*** Data extracts ***

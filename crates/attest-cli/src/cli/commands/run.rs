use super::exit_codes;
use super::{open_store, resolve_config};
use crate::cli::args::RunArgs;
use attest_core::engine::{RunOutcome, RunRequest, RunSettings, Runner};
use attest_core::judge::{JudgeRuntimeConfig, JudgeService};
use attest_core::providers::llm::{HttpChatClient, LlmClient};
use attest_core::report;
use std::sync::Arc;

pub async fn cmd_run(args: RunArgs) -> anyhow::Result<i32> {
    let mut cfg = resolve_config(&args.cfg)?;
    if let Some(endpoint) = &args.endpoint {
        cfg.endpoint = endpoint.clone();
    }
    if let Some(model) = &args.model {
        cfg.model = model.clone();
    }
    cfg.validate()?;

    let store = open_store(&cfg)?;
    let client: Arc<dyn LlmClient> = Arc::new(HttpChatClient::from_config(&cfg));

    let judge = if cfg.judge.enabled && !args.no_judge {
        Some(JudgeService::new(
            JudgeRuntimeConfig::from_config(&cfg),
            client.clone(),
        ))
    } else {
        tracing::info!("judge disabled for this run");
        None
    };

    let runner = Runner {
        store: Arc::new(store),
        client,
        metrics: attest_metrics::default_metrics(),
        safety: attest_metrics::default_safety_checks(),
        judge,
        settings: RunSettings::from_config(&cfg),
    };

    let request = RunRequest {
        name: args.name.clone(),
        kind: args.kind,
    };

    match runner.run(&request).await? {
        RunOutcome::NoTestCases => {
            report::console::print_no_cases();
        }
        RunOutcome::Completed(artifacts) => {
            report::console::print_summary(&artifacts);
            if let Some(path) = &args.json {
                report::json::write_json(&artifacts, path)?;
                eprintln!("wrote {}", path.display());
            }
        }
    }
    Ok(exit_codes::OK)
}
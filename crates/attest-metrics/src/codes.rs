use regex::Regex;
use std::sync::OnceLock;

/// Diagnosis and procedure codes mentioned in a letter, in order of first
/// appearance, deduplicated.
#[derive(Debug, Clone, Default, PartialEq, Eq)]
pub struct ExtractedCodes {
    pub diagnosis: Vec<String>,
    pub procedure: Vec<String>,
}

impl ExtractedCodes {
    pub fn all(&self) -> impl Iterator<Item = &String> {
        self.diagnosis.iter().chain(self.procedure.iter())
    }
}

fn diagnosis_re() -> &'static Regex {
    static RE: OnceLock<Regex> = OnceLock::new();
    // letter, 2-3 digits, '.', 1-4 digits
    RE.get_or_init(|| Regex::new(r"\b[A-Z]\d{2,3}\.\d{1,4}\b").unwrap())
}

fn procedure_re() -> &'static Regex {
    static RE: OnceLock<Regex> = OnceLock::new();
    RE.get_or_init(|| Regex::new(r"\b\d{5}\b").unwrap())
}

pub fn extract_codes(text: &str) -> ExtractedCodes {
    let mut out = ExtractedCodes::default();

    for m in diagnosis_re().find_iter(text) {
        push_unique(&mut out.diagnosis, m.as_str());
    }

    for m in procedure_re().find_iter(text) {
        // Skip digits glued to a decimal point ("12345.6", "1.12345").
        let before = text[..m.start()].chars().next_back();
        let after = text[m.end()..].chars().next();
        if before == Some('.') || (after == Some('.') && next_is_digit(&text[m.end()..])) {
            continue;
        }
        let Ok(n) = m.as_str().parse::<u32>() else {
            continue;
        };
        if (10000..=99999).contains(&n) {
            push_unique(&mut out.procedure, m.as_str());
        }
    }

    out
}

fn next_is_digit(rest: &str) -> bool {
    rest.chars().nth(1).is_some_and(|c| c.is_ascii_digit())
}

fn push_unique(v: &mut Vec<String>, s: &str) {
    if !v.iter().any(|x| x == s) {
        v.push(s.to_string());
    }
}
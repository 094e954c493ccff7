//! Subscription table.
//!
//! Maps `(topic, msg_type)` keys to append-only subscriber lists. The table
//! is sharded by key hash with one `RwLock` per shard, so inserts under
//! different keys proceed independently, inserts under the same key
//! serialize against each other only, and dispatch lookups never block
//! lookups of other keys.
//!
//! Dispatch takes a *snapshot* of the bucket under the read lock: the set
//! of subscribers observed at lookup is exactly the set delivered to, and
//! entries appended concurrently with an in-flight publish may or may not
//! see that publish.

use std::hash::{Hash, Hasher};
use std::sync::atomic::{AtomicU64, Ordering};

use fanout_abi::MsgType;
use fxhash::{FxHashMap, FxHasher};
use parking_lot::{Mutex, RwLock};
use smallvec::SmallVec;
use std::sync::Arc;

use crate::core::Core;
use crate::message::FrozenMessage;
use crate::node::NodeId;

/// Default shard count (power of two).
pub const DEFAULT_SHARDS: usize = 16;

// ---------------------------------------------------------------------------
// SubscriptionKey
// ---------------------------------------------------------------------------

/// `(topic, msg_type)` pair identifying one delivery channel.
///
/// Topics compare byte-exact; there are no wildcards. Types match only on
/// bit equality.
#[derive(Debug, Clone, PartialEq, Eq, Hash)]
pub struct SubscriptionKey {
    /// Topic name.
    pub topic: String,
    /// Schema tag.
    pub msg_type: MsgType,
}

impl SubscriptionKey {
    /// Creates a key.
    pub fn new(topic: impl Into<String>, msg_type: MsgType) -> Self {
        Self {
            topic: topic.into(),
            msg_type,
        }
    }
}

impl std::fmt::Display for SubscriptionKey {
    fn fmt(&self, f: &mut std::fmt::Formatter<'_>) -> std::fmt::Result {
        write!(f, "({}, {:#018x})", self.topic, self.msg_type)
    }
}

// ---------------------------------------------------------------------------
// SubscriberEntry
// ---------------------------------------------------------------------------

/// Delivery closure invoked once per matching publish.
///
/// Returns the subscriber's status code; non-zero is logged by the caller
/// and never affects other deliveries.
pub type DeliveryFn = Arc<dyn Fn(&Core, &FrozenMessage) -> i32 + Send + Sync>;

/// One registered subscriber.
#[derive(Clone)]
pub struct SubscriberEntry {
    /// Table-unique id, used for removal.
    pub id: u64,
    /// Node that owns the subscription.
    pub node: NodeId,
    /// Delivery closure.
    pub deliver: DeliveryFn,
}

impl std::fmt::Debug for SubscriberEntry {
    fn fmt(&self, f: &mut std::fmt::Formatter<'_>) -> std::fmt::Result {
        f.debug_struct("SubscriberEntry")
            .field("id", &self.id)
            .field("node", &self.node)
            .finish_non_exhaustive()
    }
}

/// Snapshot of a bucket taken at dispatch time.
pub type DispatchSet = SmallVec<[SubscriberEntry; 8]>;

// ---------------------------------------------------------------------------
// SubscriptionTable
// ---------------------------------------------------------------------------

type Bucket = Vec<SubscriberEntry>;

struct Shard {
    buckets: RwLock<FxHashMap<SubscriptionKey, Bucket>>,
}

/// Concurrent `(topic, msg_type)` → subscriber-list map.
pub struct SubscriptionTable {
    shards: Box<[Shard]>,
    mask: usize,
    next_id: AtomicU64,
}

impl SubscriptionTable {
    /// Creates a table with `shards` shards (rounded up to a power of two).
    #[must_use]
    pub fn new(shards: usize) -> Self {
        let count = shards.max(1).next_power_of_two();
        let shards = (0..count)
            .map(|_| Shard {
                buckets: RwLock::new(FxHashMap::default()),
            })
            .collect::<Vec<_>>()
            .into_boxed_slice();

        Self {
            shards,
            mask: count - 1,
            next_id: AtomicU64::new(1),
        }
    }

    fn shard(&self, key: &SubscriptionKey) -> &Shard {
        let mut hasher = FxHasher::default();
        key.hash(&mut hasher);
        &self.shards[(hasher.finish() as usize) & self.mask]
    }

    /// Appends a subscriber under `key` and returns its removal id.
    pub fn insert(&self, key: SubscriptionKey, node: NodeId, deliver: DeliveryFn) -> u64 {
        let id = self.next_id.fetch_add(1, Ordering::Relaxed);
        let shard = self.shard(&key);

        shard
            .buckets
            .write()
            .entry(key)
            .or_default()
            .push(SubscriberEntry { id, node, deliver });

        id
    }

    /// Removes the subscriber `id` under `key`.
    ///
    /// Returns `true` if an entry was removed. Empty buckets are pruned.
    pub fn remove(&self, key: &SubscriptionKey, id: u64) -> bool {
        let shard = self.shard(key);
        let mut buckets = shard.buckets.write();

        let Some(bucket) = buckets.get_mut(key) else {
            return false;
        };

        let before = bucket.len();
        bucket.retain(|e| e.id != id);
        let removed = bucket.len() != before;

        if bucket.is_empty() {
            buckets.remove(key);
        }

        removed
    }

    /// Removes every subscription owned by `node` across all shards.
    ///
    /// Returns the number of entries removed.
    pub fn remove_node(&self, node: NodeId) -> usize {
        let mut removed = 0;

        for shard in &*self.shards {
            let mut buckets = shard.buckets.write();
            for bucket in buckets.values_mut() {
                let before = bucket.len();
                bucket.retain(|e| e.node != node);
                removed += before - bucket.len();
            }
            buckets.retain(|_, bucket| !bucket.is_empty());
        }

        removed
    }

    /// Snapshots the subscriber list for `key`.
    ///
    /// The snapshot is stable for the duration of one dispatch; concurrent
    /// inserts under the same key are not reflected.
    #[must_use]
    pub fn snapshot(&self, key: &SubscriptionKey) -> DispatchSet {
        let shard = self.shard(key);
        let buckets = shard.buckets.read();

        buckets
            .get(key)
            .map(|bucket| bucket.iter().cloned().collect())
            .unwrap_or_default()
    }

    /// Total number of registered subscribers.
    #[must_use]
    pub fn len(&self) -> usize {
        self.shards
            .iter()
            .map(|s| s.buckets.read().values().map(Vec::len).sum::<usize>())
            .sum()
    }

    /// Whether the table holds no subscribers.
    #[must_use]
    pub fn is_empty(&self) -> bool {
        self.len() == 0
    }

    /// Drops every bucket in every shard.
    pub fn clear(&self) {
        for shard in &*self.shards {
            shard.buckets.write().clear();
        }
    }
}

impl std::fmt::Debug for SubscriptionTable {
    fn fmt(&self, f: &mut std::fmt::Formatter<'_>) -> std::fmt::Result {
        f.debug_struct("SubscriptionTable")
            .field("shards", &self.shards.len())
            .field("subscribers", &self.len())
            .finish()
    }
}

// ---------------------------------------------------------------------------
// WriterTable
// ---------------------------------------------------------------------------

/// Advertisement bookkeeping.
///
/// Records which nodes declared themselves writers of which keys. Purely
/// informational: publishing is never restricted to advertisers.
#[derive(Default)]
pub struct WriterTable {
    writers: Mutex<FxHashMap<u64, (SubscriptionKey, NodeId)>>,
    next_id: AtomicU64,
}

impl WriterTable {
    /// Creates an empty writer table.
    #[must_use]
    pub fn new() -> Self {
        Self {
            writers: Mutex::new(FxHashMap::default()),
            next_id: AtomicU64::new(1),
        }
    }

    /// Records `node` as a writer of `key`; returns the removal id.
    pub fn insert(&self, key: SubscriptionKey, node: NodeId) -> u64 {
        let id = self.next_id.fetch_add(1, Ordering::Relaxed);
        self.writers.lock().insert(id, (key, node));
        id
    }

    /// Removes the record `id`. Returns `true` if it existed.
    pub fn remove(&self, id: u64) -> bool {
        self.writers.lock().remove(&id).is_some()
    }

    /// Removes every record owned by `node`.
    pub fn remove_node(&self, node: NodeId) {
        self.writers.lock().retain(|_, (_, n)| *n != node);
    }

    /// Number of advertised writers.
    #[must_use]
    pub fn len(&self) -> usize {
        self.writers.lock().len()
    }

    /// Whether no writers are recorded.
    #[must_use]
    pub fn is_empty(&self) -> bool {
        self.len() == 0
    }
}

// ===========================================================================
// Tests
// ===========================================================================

*** End of Data extracts ***

* [Exercise]:
Lines holding "digits" in the data above: copy each of them.

* [Result]:
    // letter, 2-3 digits, '.', 1-4 digits
        // Skip digits glued to a decimal point ("12345.6", "1.12345").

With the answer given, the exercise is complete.